GPS patch antenna performance by modification of Zn(1−x)CaxAl2O4-based microwave dielectric ceramics

Abstract

This study reports the characterization, fabrication, and performance of global positioning systems (GPS) patch antennas as a function of calcium (Ca) concentration and dielectric constant (ɛ r ). Zn(1−x)CaxAl2O4 (x = 0.00, 0.05, 0.10, 0.20, 0.25, and 0.30) thin films were prepared through a sol–gel method. The effects of added Ca on the nanostructures and dielectric properties of ZnAl2O4 ceramics were investigated. The addition of Ca increased the crystallite size, grain size, and surface morphology, thereby increasing the density and dielectric constant. As the Ca content increased, the ɛ r values linearly increased. However, the Q u values decreased (at x = 0.25 to x = 0.25) after achieving the optimum values at x = 0.20. Finally, GPS patch antennas were successfully fabricated using the Zn(1−x)CaxAl2O4 material. The patch antenna sizes decreased as ɛ r increased from 2.88 × 4.37 cm (ɛ r ≈ 8.52) to 2.88 × 4.37 cm (ɛ r ≈ 10.16). The performance (return loss analysis) and operating frequencies of the GPS patch antennas were measured using the PNA series network analyzer.
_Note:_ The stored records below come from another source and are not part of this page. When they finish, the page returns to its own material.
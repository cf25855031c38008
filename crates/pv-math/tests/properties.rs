//! Property-based tests for pv-math comparisons and LP engines.
//!
//! Uses proptest to check that both pivot rules agree and that reported
//! optima are feasible.

use proptest::prelude::*;
use pv_math::{
    dot, equal, greater_than, less_than, lex_compare, BlandSimplex, DantzigSimplex, LpEngine,
    LpProblem, LpStatus, ObjectiveSense, RowSense,
};
use std::cmp::Ordering;

/// Tolerance for objective agreement between engines.
const TOL: f64 = 1e-6;

/// Tolerance for constraint satisfaction of a returned point.
const FEAS_TOL: f64 = 1e-7;

fn approx_eq(a: f64, b: f64, tol: f64) -> bool {
    (a - b).abs() <= tol.max(tol * a.abs().max(b.abs()))
}

/// max delta  s.t. sum x = 1, x.(others_k - alpha) + delta <= 0, x in [0,1].
fn region_problem(alpha: &[f64], others: &[Vec<f64>]) -> LpProblem {
    let n = alpha.len();
    let mut p = LpProblem::new("region", n + 1, ObjectiveSense::Maximize);
    p.set_objective(n, 1.0).unwrap();
    for c in 0..n {
        p.set_bounds(c, 0.0, 1.0).unwrap();
    }
    p.add_row((0..n).map(|c| (c, 1.0)).collect(), RowSense::Equal, 1.0)
        .unwrap();
    for other in others {
        let mut entries: Vec<(usize, f64)> =
            (0..n).map(|c| (c, other[c] - alpha[c])).collect();
        entries.push((n, 1.0));
        p.add_row(entries, RowSense::LessEqual, 0.0).unwrap();
    }
    p
}

fn vec_strategy(n: usize) -> impl Strategy<Value = Vec<f64>> {
    prop::collection::vec(-10.0..10.0f64, n)
}

// ============================================================================
// comparison properties
// ============================================================================

proptest! {
    #![proptest_config(ProptestConfig::with_cases(500))]

    /// equal is symmetric.
    #[test]
    fn equal_symmetric(a in -1e3..1e3f64, b in -1e3..1e3f64, e in 1e-12..1.0f64) {
        prop_assert_eq!(equal(a, b, e), equal(b, a, e));
    }

    /// greater_than and less_than are mirror images.
    #[test]
    fn greater_less_mirror(a in -1e3..1e3f64, b in -1e3..1e3f64, e in 1e-12..1.0f64) {
        prop_assert_eq!(greater_than(a, b, e), less_than(b, a, e));
    }

    /// At most one of equal / greater / less holds for the same epsilon.
    #[test]
    fn trichotomy_exclusive(a in -1e3..1e3f64, b in -1e3..1e3f64, e in 1e-12..1.0f64) {
        let count = [equal(a, b, e), greater_than(a, b, e), less_than(a, b, e)]
            .iter()
            .filter(|x| **x)
            .count();
        prop_assert!(count <= 1);
    }

    /// lex_compare is antisymmetric.
    #[test]
    fn lex_compare_antisymmetric(a in vec_strategy(4), b in vec_strategy(4)) {
        prop_assert_eq!(lex_compare(&a, &b, 1e-9), lex_compare(&b, &a, 1e-9).reverse());
        prop_assert_eq!(lex_compare(&a, &a, 1e-9), Ordering::Equal);
    }
}

// ============================================================================
// simplex properties
// ============================================================================

proptest! {
    #![proptest_config(ProptestConfig::with_cases(200))]

    /// Dantzig and Bland agree on status and optimal objective.
    #[test]
    fn engines_agree(
        alpha in vec_strategy(3),
        others in prop::collection::vec(vec_strategy(3), 1..6),
    ) {
        let p = region_problem(&alpha, &others);
        let d = DantzigSimplex::default().solve(&p).unwrap();
        let b = BlandSimplex::default().solve(&p).unwrap();
        prop_assert_eq!(d.status, b.status);
        if d.status == LpStatus::Optimal {
            prop_assert!(approx_eq(d.objective_value, b.objective_value, TOL),
                "dantzig {} vs bland {}", d.objective_value, b.objective_value);
        }
    }

    /// An optimal region point is a belief and satisfies every row.
    #[test]
    fn optimal_point_is_feasible(
        alpha in vec_strategy(3),
        others in prop::collection::vec(vec_strategy(3), 1..6),
    ) {
        let p = region_problem(&alpha, &others);
        let sol = DantzigSimplex::default().solve(&p).unwrap();
        prop_assume!(sol.status == LpStatus::Optimal);
        let belief = &sol.x[..3];
        let total: f64 = belief.iter().sum();
        prop_assert!((total - 1.0).abs() < FEAS_TOL);
        prop_assert!(belief.iter().all(|x| *x >= -FEAS_TOL && *x <= 1.0 + FEAS_TOL));
        let delta = sol.x[3];
        for other in &others {
            let gap = dot(belief, other) - dot(belief, &alpha) + delta;
            prop_assert!(gap <= FEAS_TOL, "row violated by {}", gap);
        }
    }

    /// The region margin against a single vector is its best pointwise advantage.
    #[test]
    fn single_competitor_margin(alpha in vec_strategy(3), other in vec_strategy(3)) {
        let p = region_problem(&alpha, std::slice::from_ref(&other));
        let sol = BlandSimplex::default().solve(&p).unwrap();
        let best = alpha
            .iter()
            .zip(&other)
            .map(|(a, o)| a - o)
            .fold(f64::NEG_INFINITY, f64::max);
        prop_assume!(best.abs() > 1e-6);
        if best > 0.0 {
            prop_assert_eq!(sol.status, LpStatus::Optimal);
            prop_assert!(approx_eq(sol.objective_value, best, TOL));
        } else {
            prop_assert_eq!(sol.status, LpStatus::Infeasible);
        }
    }
}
Results show that the patch antenna resonates at frequency of 1.570 GHz and produces a return loss bandwidth between −16.6 and −27.5 dB. The optimal performance of GPS patch antenna with ɛ r ≈ 9.95, Q u ≈ 6,186, and return loss = −27.5 dB was obtained from specimen using Zn0.80Ca0.20Al2O4 (x = 0.20) ceramics.